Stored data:
▽
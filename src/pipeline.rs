// SPDX-License-Identifier: Apache-2.0
// Copyright (c) 2025 Au-Zone Technologies. All Rights Reserved.

use crate::{
    capture::{CaptureDevice, CaptureSession, SessionState},
    convert::convert,
    display::{DisplaySurface, PixelMemory},
    error::{Error, Result},
    haar::HaarTransform,
    lut::ColorLookupTable,
    pixel::{Frame16, Packed16, Yuv422Frame},
};
use std::{
    sync::atomic::{AtomicBool, Ordering},
    time::{Duration, Instant},
};
use tracing::{debug, info, info_span};

/// Loop settings for [`Pipeline::run`].
#[derive(Clone, Debug)]
pub struct PipelineConfig {
    /// Stop after this many frames; `None` runs until signalled.
    pub frame_budget: Option<u64>,
    /// Run the wavelet transform; when false the converted frame is shown.
    pub transform: bool,
    /// Log the frame rate every this many frames, 0 to disable.
    pub report_interval: u64,
}

impl Default for PipelineConfig {
    fn default() -> Self {
        Self {
            frame_budget: None,
            transform: true,
            report_interval: 30,
        }
    }
}

/// Rolling frame-rate estimate over the last `history` frame intervals.
#[derive(Debug)]
pub struct FrameRate {
    prev: Instant,
    history: Vec<i64>,
    index: usize,
}

impl FrameRate {
    pub fn new(history: usize) -> Self {
        Self {
            prev: Instant::now(),
            history: vec![0; history.max(1)],
            index: 0,
        }
    }

    /// Records a frame boundary and returns the averaged rate.
    pub fn update(&mut self) -> i64 {
        let now = Instant::now();
        let elapsed = now.duration_since(self.prev);
        self.prev = now;

        self.history[self.index] = 1_000_000_000 / (elapsed.as_nanos() as i64).max(1);
        self.index = (self.index + 1) % self.history.len();

        (self.history.iter().sum::<i64>() as f64 / self.history.len() as f64).round() as i64
    }
}

/// Summary of a finished run.
#[derive(Clone, Copy, Debug, PartialEq)]
pub struct RunStats {
    pub frames: u64,
    pub elapsed: Duration,
}

impl RunStats {
    pub fn seconds_per_frame(&self) -> f64 {
        if self.frames == 0 {
            return 0.0;
        }
        self.elapsed.as_secs_f64() / self.frames as f64
    }

    pub fn frames_per_second(&self) -> f64 {
        let spf = self.seconds_per_frame();
        if spf == 0.0 {
            0.0
        } else {
            1.0 / spf
        }
    }
}

/// The capture, convert, transform and composite loop.
///
/// Owns the capture session and the display, borrows the shared lookup
/// table, and keeps the two intermediate frames so the steady state does no
/// allocation.
pub struct Pipeline<'a, D: CaptureDevice, M: PixelMemory> {
    capture: CaptureSession<D>,
    display: DisplaySurface<M>,
    lut: &'a ColorLookupTable,
    haar: HaarTransform,
    rgb: Frame16,
    wavelet: Frame16,
    config: PipelineConfig,
    fps: FrameRate,
    frames: u64,
}

impl<'a, D: CaptureDevice, M: PixelMemory> Pipeline<'a, D, M> {
    /// Checks the streaming geometry once: even dimensions for the
    /// transform and a source no larger than the panel.
    pub fn new(
        capture: CaptureSession<D>,
        display: DisplaySurface<M>,
        lut: &'a ColorLookupTable,
        config: PipelineConfig,
    ) -> Result<Self> {
        if capture.state() != SessionState::Streaming {
            return Err(Error::InvalidState {
                operation: "build a pipeline",
                state: capture.state(),
            });
        }
        let format = capture
            .format()
            .copied()
            .ok_or(Error::InvalidState {
                operation: "build a pipeline without a negotiated format",
                state: capture.state(),
            })?;
        let (width, height) = (format.width, format.height);

        let haar = HaarTransform::new(width, height)?;
        if !display.fits(width, height) {
            return Err(Error::FormatRejected(format!(
                "{width}x{height} capture does not fit {}x{} panel",
                display.width(),
                display.height()
            )));
        }
        let (top, left) = display.geometry().centre(width, height);
        debug!("compositing {width}x{height} at row {top} column {left}");

        Ok(Self {
            capture,
            display,
            lut,
            haar,
            rgb: Frame16::new(width, height, Packed16::BLACK),
            wavelet: Frame16::new(width, height, Packed16::WHITE),
            config,
            fps: FrameRate::new(30),
            frames: 0,
        })
    }

    /// Processes exactly one frame: acquire, convert, transform, composite,
    /// release.
    pub fn step(&mut self) -> Result<()> {
        let frame = {
            let _span = info_span!("capture").entered();
            self.capture.acquire_frame()?
        };
        {
            let _span = info_span!("convert").entered();
            convert(Yuv422Frame::new(frame)?, self.lut, &mut self.rgb)?;
        }

        let shown = if self.config.transform {
            let _span = info_span!("transform").entered();
            self.haar.transform(&self.rgb, &mut self.wavelet)?;
            &self.wavelet
        } else {
            &self.rgb
        };
        {
            let _span = info_span!("composite").entered();
            self.display.composite_centered(shown)?;
        }

        self.capture.release_frame()?;
        self.frames += 1;
        Ok(())
    }

    /// Runs until the frame budget is spent or `stop` is raised. The flag is
    /// only checked between frames; a frame in flight always completes.
    pub fn run(&mut self, stop: &AtomicBool) -> Result<RunStats> {
        let start = Instant::now();
        let first = self.frames;

        while !stop.load(Ordering::Relaxed) {
            if let Some(budget) = self.config.frame_budget {
                if self.frames - first >= budget {
                    break;
                }
            }

            let _span = info_span!("frame", n = self.frames).entered();
            self.step()?;

            let fps = self.fps.update();
            if self.config.report_interval != 0 && self.frames % self.config.report_interval == 0
            {
                info!("frames: {} fps: {}", self.frames, fps);
            }
        }

        Ok(RunStats {
            frames: self.frames - first,
            elapsed: start.elapsed(),
        })
    }

    pub fn frames(&self) -> u64 {
        self.frames
    }

    /// The most recently composited frame.
    pub fn last_frame(&self) -> &Frame16 {
        if self.config.transform {
            &self.wavelet
        } else {
            &self.rgb
        }
    }

    pub fn display(&self) -> &DisplaySurface<M> {
        &self.display
    }

    pub fn capture(&self) -> &CaptureSession<D> {
        &self.capture
    }

    /// Stops and closes the capture session, then releases the display.
    /// The display is opened before the camera, so this is the reverse of
    /// bring-up.
    pub fn shutdown(self) -> Result<()> {
        let Self {
            capture, display, ..
        } = self;
        let result = capture.close();
        display.close();
        result
    }
}
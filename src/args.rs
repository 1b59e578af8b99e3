// SPDX-License-Identifier: Apache-2.0
// Copyright (c) 2025 Au-Zone Technologies. All Rights Reserved.

use clap::{Parser, Subcommand};
use haarcam::pixel::Packed16;
use std::{path::PathBuf, time::Duration};

/// Command-line arguments for the Haar camera pipeline.
///
/// Every streaming option can also be given through the environment, which
/// is how the service unit configures it.
///
/// # Example
///
/// ```bash
/// # Via command line
/// haarcam stream --camera /dev/video0 --display /dev/fb0
///
/// # Via environment variables
/// export CAMERA=/dev/video1
/// export CAMERA_SIZE="320 240"
/// haarcam stream
/// ```
#[derive(Parser, Debug, Clone)]
#[command(author, version, about, long_about = None)]
pub struct Args {
    #[command(subcommand)]
    pub command: Command,

    /// Enable verbose debug logging
    #[arg(short, long, global = true)]
    pub verbose: bool,

    /// Also send logs to the systemd journal
    #[arg(long, env = "JOURNALD", global = true)]
    pub journald: bool,

    /// Enable Tracy profiler for performance analysis
    #[arg(long, env = "TRACY", global = true)]
    pub tracy: bool,
}

#[derive(Subcommand, Debug, Clone)]
pub enum Command {
    /// Capture, transform and display frames until interrupted
    Stream(StreamArgs),

    /// Build the colour lookup table and write it to a file
    BuildLut {
        /// Destination of the table
        #[arg(short, long, env = "LUT_PATH", default_value = "yuv2rgb.lut")]
        output: PathBuf,
    },

    /// Haar transform a raw 16-bit frame dump into another dump
    Transform {
        /// Raw packed 16-bit input frame
        #[arg(short, long)]
        input: PathBuf,

        /// Raw packed 16-bit output frame
        #[arg(short, long)]
        output: PathBuf,

        /// Frame width in pixels
        #[arg(long, default_value = "512")]
        width: u32,

        /// Frame height in pixels
        #[arg(long, default_value = "512")]
        height: u32,
    },
}

#[derive(clap::Args, Debug, Clone)]
pub struct StreamArgs {
    /// Camera capture device path (e.g., /dev/video0)
    #[arg(short, long, env = "CAMERA", default_value = "/dev/video0")]
    pub camera: String,

    /// Camera capture resolution in pixels (width height)
    #[arg(
        long,
        env = "CAMERA_SIZE",
        default_value = "432 240",
        value_delimiter = ' ',
        num_args = 2
    )]
    pub camera_size: Vec<u32>,

    /// Number of capture buffers to request from the driver
    #[arg(long, env = "CAPTURE_BUFFERS", default_value = "1")]
    pub buffers: u32,

    /// Framebuffer device path
    #[arg(short, long, env = "FRAMEBUFFER", default_value = "/dev/fb0")]
    pub display: String,

    /// Panel background as a hexadecimal packed 16-bit pixel
    #[arg(long, env = "BACKGROUND", default_value = "c618", value_parser = parse_packed16)]
    pub background: Packed16,

    /// Colour lookup table file, built on first use when missing
    #[arg(long, env = "LUT_PATH", default_value = "yuv2rgb.lut")]
    pub lut: PathBuf,

    /// Stop after this many frames, 0 runs until interrupted
    #[arg(long, env = "FRAMES", default_value = "0")]
    pub frames: u64,

    /// Display the colour-converted stream without the wavelet transform
    #[arg(long, env = "BYPASS_TRANSFORM")]
    pub bypass_transform: bool,

    /// Fail when no frame arrives within this many milliseconds
    #[arg(long, env = "CAPTURE_TIMEOUT_MS")]
    pub capture_timeout_ms: Option<u64>,

    /// Write the last displayed frame to this raw dump on exit
    #[arg(long)]
    pub snapshot: Option<PathBuf>,

    /// Hide the console cursor while streaming
    #[arg(long, env = "HIDE_CURSOR")]
    pub hide_cursor: bool,
}

impl StreamArgs {
    pub fn width(&self) -> u32 {
        self.camera_size[0]
    }

    pub fn height(&self) -> u32 {
        self.camera_size[1]
    }

    pub fn frame_budget(&self) -> Option<u64> {
        (self.frames != 0).then_some(self.frames)
    }

    pub fn capture_timeout(&self) -> Option<Duration> {
        self.capture_timeout_ms.map(Duration::from_millis)
    }
}

fn parse_packed16(s: &str) -> Result<Packed16, String> {
    let digits = s.trim_start_matches("0x").trim_start_matches("0X");
    u16::from_str_radix(digits, 16)
        .map(Packed16)
        .map_err(|e| format!("{s} is not a 16-bit hex pixel: {e}"))
}

#[cfg(test)]
mod tests {
    use super::*;

    #[test]
    fn stream_defaults() {
        let args = Args::try_parse_from(["haarcam", "stream"]).unwrap();
        let Command::Stream(stream) = args.command else {
            panic!("expected stream subcommand");
        };
        assert_eq!((stream.width(), stream.height()), (432, 240));
        assert_eq!(stream.background, Packed16::GRAY);
        assert_eq!(stream.frame_budget(), None);
        assert_eq!(stream.capture_timeout(), None);
    }

    #[test]
    fn background_accepts_prefix() {
        assert_eq!(parse_packed16("0xF800"), Ok(Packed16(0xf800)));
        assert!(parse_packed16("1ffff").is_err());
    }
}
// SPDX-License-Identifier: Apache-2.0
// Copyright (c) 2025 Au-Zone Technologies. All Rights Reserved.

use crate::{
    error::{Error, Result},
    lut::{yuv_to_packed16, ColorLookupTable},
    pixel::{Frame16, Packed16, Yuv422Frame, MACROPIXEL_BYTES},
};

/// Converts a YUYV frame to packed 16-bit pixels through the lookup table.
///
/// Every `(Y1, V0, Y0, U0)` macropixel produces two output pixels, first
/// `lut[Y0, U0, V0]` then `lut[Y1, U0, V0]`. The output frame must hold
/// exactly two pixels per macropixel.
pub fn convert(frame: Yuv422Frame<'_>, lut: &ColorLookupTable, out: &mut Frame16) -> Result<()> {
    check_output(&frame, out)?;
    let table = lut.entries();

    for (mp, px) in frame
        .as_bytes()
        .chunks_exact(MACROPIXEL_BYTES)
        .zip(out.pixels_mut().chunks_exact_mut(2))
    {
        let (y1, v0, y0, u0) = (mp[0], mp[1], mp[2], mp[3]);
        px[0] = table[ColorLookupTable::index(y0, u0, v0)];
        px[1] = table[ColorLookupTable::index(y1, u0, v0)];
    }

    Ok(())
}

/// Evaluates the colour formula per pixel instead of using the table.
///
/// Orders of magnitude slower than [`convert`]; kept as the reference the
/// table is checked against.
pub fn convert_reference(frame: Yuv422Frame<'_>, out: &mut Frame16) -> Result<()> {
    check_output(&frame, out)?;

    for (mp, px) in frame
        .as_bytes()
        .chunks_exact(MACROPIXEL_BYTES)
        .zip(out.pixels_mut().chunks_exact_mut(2))
    {
        let (y1, v0, y0, u0) = (mp[0], mp[1], mp[2], mp[3]);
        px[0] = yuv_to_packed16(y0, u0, v0).0;
        px[1] = yuv_to_packed16(y1, u0, v0).0;
    }

    Ok(())
}

/// Allocating form of [`convert`] for callers without a reusable frame.
pub fn convert_new(
    frame: Yuv422Frame<'_>,
    lut: &ColorLookupTable,
    width: u32,
    height: u32,
) -> Result<Frame16> {
    let mut out = Frame16::new(width, height, Packed16::BLACK);
    convert(frame, lut, &mut out)?;
    Ok(out)
}

fn check_output(frame: &Yuv422Frame<'_>, out: &Frame16) -> Result<()> {
    if frame.pixels() != out.pixels().len() {
        return Err(Error::MalformedInput(format!(
            "{} macropixels cannot fill a {}x{} frame",
            frame.macropixels(),
            out.width(),
            out.height()
        )));
    }
    Ok(())
}
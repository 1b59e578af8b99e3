// SPDX-License-Identifier: Apache-2.0
// Copyright (c) 2025 Au-Zone Technologies. All Rights Reserved.

use haarcam::{
    haar::HaarTransform,
    pixel::{Frame16, Packed16},
    rawfile::{read_frame16, write_frame16},
    Error,
};
use std::{error::Error as StdError, fs};

#[test]
fn test_dump_is_headerless() -> Result<(), Box<dyn StdError>> {
    let dir = tempfile::tempdir()?;
    let path = dir.path().join("frame.raw");

    let frame = Frame16::from_pixels(2, 2, vec![0x0102, 0x0304, 0xffff, 0])?;
    write_frame16(&path, &frame)?;

    let bytes = fs::read(&path)?;
    assert_eq!(bytes.len(), 8);
    assert_eq!(&bytes[..2], &0x0102u16.to_ne_bytes());

    assert_eq!(read_frame16(&path, 2, 2)?, frame);
    Ok(())
}

#[test]
fn test_size_must_match() -> Result<(), Box<dyn StdError>> {
    let dir = tempfile::tempdir()?;
    let path = dir.path().join("frame.raw");
    write_frame16(&path, &Frame16::new(4, 4, Packed16::GRAY))?;

    let err = read_frame16(&path, 8, 8).err().unwrap();
    assert!(matches!(err, Error::MalformedInput(_)), "{err}");
    // same pixel count, different shape, is accepted
    assert_eq!(read_frame16(&path, 2, 8)?.pixels().len(), 16);
    Ok(())
}

#[test]
fn test_file_transform() -> Result<(), Box<dyn StdError>> {
    let dir = tempfile::tempdir()?;
    let input = dir.path().join("in.raw");
    let output = dir.path().join("out.raw");
    write_frame16(&input, &Frame16::new(512, 512, Packed16::WHITE))?;

    let haar = HaarTransform::new(512, 512)?;
    let src = read_frame16(&input, 512, 512)?;
    write_frame16(&output, &haar.transform_new(&src)?)?;

    let out = read_frame16(&output, 512, 512)?;
    assert_eq!(out.get(0, 0), Some(Packed16::WHITE));
    assert_eq!(out.get(255, 255), Some(Packed16::WHITE));
    assert_eq!(out.get(256, 0), Some(Packed16::BLACK));
    assert_eq!(out.get(511, 511), Some(Packed16::BLACK));
    Ok(())
}
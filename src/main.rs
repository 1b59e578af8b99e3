// SPDX-License-Identifier: Apache-2.0
// Copyright (c) 2025 Au-Zone Technologies. All Rights Reserved.

use args::{Args, Command, StreamArgs};
use clap::Parser;
use haarcam::{
    capture::CaptureSession,
    display::DisplaySurface,
    haar::HaarTransform,
    lut::ColorLookupTable,
    pipeline::{Pipeline, PipelineConfig},
    rawfile, Error, Result,
};
use std::{
    io::{self, Write},
    path::Path,
    process::ExitCode,
    sync::{
        atomic::{AtomicBool, Ordering},
        Arc,
    },
    time::Instant,
};
use tracing::{error, info, level_filters::LevelFilter};
use tracing_subscriber::{layer::SubscriberExt, Layer};

mod args;

fn main() -> ExitCode {
    let args = Args::parse();

    if let Err(e) = init_logging(&args) {
        eprintln!("failed to initialise logging: {e}");
        return ExitCode::FAILURE;
    }

    let result = match &args.command {
        Command::Stream(stream_args) => stream(stream_args),
        Command::BuildLut { output } => build_lut(output),
        Command::Transform {
            input,
            output,
            width,
            height,
        } => transform(input, output, *width, *height),
    };

    match result {
        Ok(()) => ExitCode::SUCCESS,
        Err(e) => {
            error!("{e}");
            ExitCode::from(e.exit_code())
        }
    }
}

fn init_logging(args: &Args) -> std::result::Result<(), Box<dyn std::error::Error>> {
    let level = if args.verbose {
        LevelFilter::DEBUG
    } else {
        LevelFilter::INFO
    };

    let stdout_log = tracing_subscriber::fmt::layer()
        .with_target(false)
        .with_filter(level);

    let journald = if args.journald {
        Some(tracing_journald::layer()?.with_filter(level))
    } else {
        None
    };

    let tracy = if args.tracy {
        let _ = tracy_client::Client::start();
        Some(tracing_tracy::TracyLayer::default().with_filter(level))
    } else {
        None
    };

    let subscriber = tracing_subscriber::registry()
        .with(stdout_log)
        .with(journald)
        .with(tracy);
    tracing::subscriber::set_global_default(subscriber)?;
    tracing_log::LogTracer::init()?;

    Ok(())
}

fn stream(args: &StreamArgs) -> Result<()> {
    let start = Instant::now();

    let stop = Arc::new(AtomicBool::new(false));
    let handler_stop = stop.clone();
    ctrlc::set_handler(move || handler_stop.store(true, Ordering::SeqCst))
        .map_err(|e| Error::Io(io::Error::other(e)))?;

    let lut = ColorLookupTable::load_or_build(&args.lut)?;

    // the panel comes up first and the camera last, so shutdown stops the
    // camera before the panel goes away
    let mut display = DisplaySurface::open(&args.display)?;
    display.fill(args.background);

    let mut capture = CaptureSession::open(&args.camera)?;
    capture.set_timeout(args.capture_timeout());
    capture.start(args.width(), args.height(), args.buffers)?;

    let config = PipelineConfig {
        frame_budget: args.frame_budget(),
        transform: !args.bypass_transform,
        ..Default::default()
    };
    let mut pipeline = Pipeline::new(capture, display, &lut, config)?;
    info!("initialisation took {:.3}s", start.elapsed().as_secs_f64());

    let _cursor = args.hide_cursor.then(HiddenCursor::new);
    let result = pipeline.run(&stop);

    let mut snapshot = Ok(());
    if let Ok(stats) = &result {
        info!(
            "{} frames, {:.6} sec/frame, {:.2} frames/sec",
            stats.frames,
            stats.seconds_per_frame(),
            stats.frames_per_second()
        );
        if let Some(path) = &args.snapshot {
            snapshot = rawfile::write_frame16(path, pipeline.last_frame());
            if snapshot.is_ok() {
                info!("wrote snapshot {}", path.display());
            }
        }
    }

    // resources are released before any failure is reported
    let shutdown = pipeline.shutdown();
    result?;
    snapshot?;
    shutdown
}

fn build_lut(output: &Path) -> Result<()> {
    ColorLookupTable::build().persist(output)
}

fn transform(input: &Path, output: &Path, width: u32, height: u32) -> Result<()> {
    let haar = HaarTransform::new(width, height)?;
    let src = rawfile::read_frame16(input, width, height)?;

    let start = Instant::now();
    let dst = haar.transform_new(&src)?;
    info!("transformed {src} in {:?}", start.elapsed());

    rawfile::write_frame16(output, &dst)
}

/// Hides the console cursor over the framebuffer until dropped.
struct HiddenCursor;

impl HiddenCursor {
    fn new() -> Self {
        Self::write("\x1b[?25l");
        Self
    }

    fn write(sequence: &str) {
        let mut stdout = io::stdout();
        let _ = stdout
            .write_all(sequence.as_bytes())
            .and_then(|_| stdout.flush());
    }
}

impl Drop for HiddenCursor {
    fn drop(&mut self) {
        Self::write("\x1b[?25h");
    }
}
△
**Work to be completed**
In the entries above, some lines may contain the string "None"; report how many, without additional comment.

**Response area**
7